Take the data below and copy exactly the lines starting at the one with "(id, weight))| ->" and finishing at the one with "Ok((masked, ciphertext))", both included.
━━━━━ Extracted records ━━━━━
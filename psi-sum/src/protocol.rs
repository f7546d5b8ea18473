//! Core round logic for PSI-Sum.

use crate::error::{PsiSumError, Result};
use crate::group::CommutativeGroup;
use crate::homomorphic::AdditivelyHomomorphic;
use crate::messages::{IntersectionSum, MaskedSetMessage, Round2Message};
use crate::state::{Party1AwaitingRound2, Party1Session, Party2AwaitingSum, Party2Session};
use log::debug;
use num_bigint::{BigUint, ToBigUint};
use num_traits::Zero;
use rand::rngs::OsRng;
use rand::seq::SliceRandom;
use std::collections::HashSet;

/// Round 2 reply as produced by a `Party2Session<G, C>`.
pub type Round2For<G, C> = Round2Message<
    <G as CommutativeGroup>::Element,
    <C as AdditivelyHomomorphic>::PublicKey,
    <C as AdditivelyHomomorphic>::Ciphertext,
>;

impl<G: CommutativeGroup, C: AdditivelyHomomorphic> Party1Session<G, C> {
    /// Round 1: mask and permute P1's identifiers.
    ///
    /// Draws a fresh exponent `k1`, computes `H(v)^k1` for every identifier
    /// (duplicates included) and shuffles the result.
    ///
    /// # Arguments
    /// * `identifiers` - P1's set `V`; may be empty
    ///
    /// # Returns
    /// The next session state and the message for P2
    ///
    /// # Errors
    /// Returns `PsiSumError::ModulusTooSmall` if the group cannot hold
    /// `identifiers.len()` masked values without a likely collision.
    pub fn round1<I: AsRef<[u8]>>(
        self,
        identifiers: &[I],
    ) -> Result<(Party1AwaitingRound2<G, C>, MaskedSetMessage<G::Element>)> {
        self.config
            .check_capacity(self.group.order_bits(), identifiers.len())?;

        let secret = self.group.random_exponent();
        let mut masked = identifiers
            .iter()
            .map(|id| {
                let hashed = self.group.hash_to_group(id.as_ref());
                self.group.mask(&hashed, &secret)
            })
            .collect::<Result<Vec<_>>>()?;
        masked.shuffle(&mut OsRng);

        debug!("round 1: masked {} identifiers", masked.len());

        let next = Party1AwaitingRound2 {
            group: self.group,
            cryptosystem: self.cryptosystem,
            secret,
            identifiers: identifiers.iter().map(|id| id.as_ref().to_vec()).collect(),
        };
        Ok((next, MaskedSetMessage::new(masked)))
    }
}

impl<G: CommutativeGroup, C: AdditivelyHomomorphic> Party2Session<G, C> {
    /// Round 2: double-mask P1's set and send P2's masked, encrypted weights.
    ///
    /// Draws a fresh exponent `k2` and a fresh keypair. `Z` is permuted; the
    /// weighted pairs keep the order of `weighted`.
    ///
    /// # Arguments
    /// * `masked_set` - P1's round 1 message
    /// * `weighted` - P2's `(identifier, weight)` pairs; may be empty. Any
    ///   integer type converts; weights need not fit in 64 bits.
    ///
    /// # Errors
    /// Returns `PsiSumError::InvalidMaskedElement` if P1 sent a value outside
    /// the group, `PsiSumError::ModulusTooSmall` if the group is too small
    /// for the combined set sizes, `PsiSumError::InvalidWeight` for a
    /// negative weight, and `PsiSumError::Cryptosystem` if key generation or
    /// encryption fails.
    pub fn round2<I: AsRef<[u8]>, W: ToBigUint>(
        self,
        masked_set: MaskedSetMessage<G::Element>,
        weighted: &[(I, W)],
    ) -> Result<(Party2AwaitingSum<G, C>, Round2For<G, C>)> {
        self.config.check_capacity(
            self.group.order_bits(),
            masked_set.len() + weighted.len(),
        )?;

        let secret = self.group.random_exponent();
        let mut double_masked = masked_set
            .elements
            .iter()
            .map(|element| self.group.mask(element, &secret))
            .collect::<Result<Vec<_>>>()?;
        double_masked.shuffle(&mut OsRng);

        let (public_key, secret_key) = self.cryptosystem.generate_keypair()?;

        let masked_pairs = weighted
            .iter()
            .enumerate()
            .map(|(index, (id, weight))| -> Result<_> {
                let weight = weight
                    .to_biguint()
                    .ok_or(PsiSumError::InvalidWeight { index })?;
                let hashed = self.group.hash_to_group(id.as_ref());
                let masked = self.group.mask(&hashed, &secret)?;
                let ciphertext = self.cryptosystem.encrypt(&public_key, &weight)?;
                Ok((masked, ciphertext))
            })
            .collect::<Result<Vec<_>>>()?;

        debug!(
            "round 2: double-masked {} elements, encrypted {} weights",
            double_masked.len(),
            masked_pairs.len()
        );

        let message = Round2Message::new(double_masked, public_key.clone(), masked_pairs);
        let next = Party2AwaitingSum {
            cryptosystem: self.cryptosystem,
            public_key,
            secret_key,
            secret,
        };
        Ok((next, message))
    }
}

impl<G: CommutativeGroup, C: AdditivelyHomomorphic> Party1AwaitingRound2<G, C> {
    /// Round 3: find the intersection and sum its encrypted weights.
    ///
    /// Each `H(w)^k2` is raised to `k1` and tested for membership in `Z`.
    /// Every matching pair contributes its ciphertext once, so duplicate
    /// identifiers in P2's set are each counted.
    ///
    /// # Returns
    /// `IntersectionSum::Empty` if nothing matched, otherwise the homomorphic
    /// sum of the matching ciphertexts
    ///
    /// # Errors
    /// Returns `PsiSumError::InvalidMaskedElement` if a masked identifier is
    /// outside the group and `PsiSumError::Cryptosystem` if homomorphic
    /// addition fails.
    pub fn round3(self, message: Round2For<G, C>) -> Result<IntersectionSum<C::Ciphertext>> {
        let Round2Message {
            double_masked,
            public_key,
            masked_pairs,
        } = message;
        let z: HashSet<G::Element> = double_masked.into_iter().collect();

        let mut sum: Option<C::Ciphertext> = None;
        let mut matches = 0usize;
        for (masked, ciphertext) in masked_pairs {
            let double = self.group.mask(&masked, &self.secret)?;
            if !z.contains(&double) {
                continue;
            }
            matches += 1;
            sum = Some(match sum {
                None => ciphertext,
                Some(acc) => self
                    .cryptosystem
                    .homomorphic_add(&public_key, &acc, &ciphertext)?,
            });
        }

        debug!("round 3: {} weighted identifiers in the intersection", matches);

        Ok(match sum {
            Some(ciphertext) => IntersectionSum::Encrypted(ciphertext),
            None => IntersectionSum::Empty,
        })
    }
}

impl<G: CommutativeGroup, C: AdditivelyHomomorphic> Party2AwaitingSum<G, C> {
    /// Decrypt the intersection sum. `Empty` yields zero without touching the
    /// cryptosystem.
    pub fn decrypt(self, sum: IntersectionSum<C::Ciphertext>) -> Result<BigUint> {
        match sum {
            IntersectionSum::Empty => Ok(BigUint::zero()),
            IntersectionSum::Encrypted(ciphertext) => {
                Ok(self.cryptosystem.decrypt(&self.secret_key, &ciphertext)?)
            }
        }
    }
}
━━━━━
> _Solution below_
            .map(|(index, (id, weight))| -> Result<_> {
                let weight = weight
                    .to_biguint()
                    .ok_or(PsiSumError::InvalidWeight { index })?;
                let hashed = self.group.hash_to_group(id.as_ref());
                let masked = self.group.mask(&hashed, &secret)?;
                let ciphertext = self.cryptosystem.encrypt(&public_key, &weight)?;
                Ok((masked, ciphertext))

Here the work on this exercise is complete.